- TASK TO CARRY OUT
Write out each line of the entries below that holds the word "clone".

- Opening Delimiter -

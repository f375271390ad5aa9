//! Settings screen: prediction endpoint and export folder.

use eframe::egui::{self, RichText, Ui};

use super::{EguiApp, style};

impl EguiApp {
    pub(super) fn render_settings(&mut self, ui: &mut Ui) {
        let palette = style::palette();
        ui.heading("Settings");
        ui.add_space(10.0);

        ui.label(RichText::new("Prediction endpoint").color(palette.text_primary));
        ui.add(
            egui::TextEdit::singleline(&mut self.controller.ui.settings.endpoint_draft)
                .hint_text("http://127.0.0.1:5000/predict")
                .desired_width(420.0),
        );
        if let Some(error) = self.controller.ui.settings.save_error.clone() {
            ui.label(
                RichText::new(error)
                    .color(style::status_badge_color(style::StatusTone::Error)),
            );
        }
        ui.add_space(6.0);
        if ui.button("Save").clicked() {
            self.controller.save_settings();
        }

        ui.add_space(16.0);
        ui.separator();
        ui.add_space(8.0);

        ui.label(RichText::new("Report export folder").color(palette.text_primary));
        let export_root = self.controller.settings().export_root.clone();
        match export_root {
            Some(root) => {
                ui.label(RichText::new(root.display().to_string()).color(palette.text_muted));
            }
            None => {
                ui.label(
                    RichText::new("Not set; each export asks where to save")
                        .color(palette.text_muted),
                );
            }
        }
        ui.horizontal(|ui| {
            if ui.button("Choose folder…").clicked() {
                self.controller.choose_export_root();
            }
            if ui.button("Clear").clicked() {
                self.controller.clear_export_root();
            }
        });
    }
}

- Closing Delimiter -

- WRITTEN ANSWER
        if let Some(error) = self.controller.ui.settings.save_error.clone() {
        let export_root = self.controller.settings().export_root.clone();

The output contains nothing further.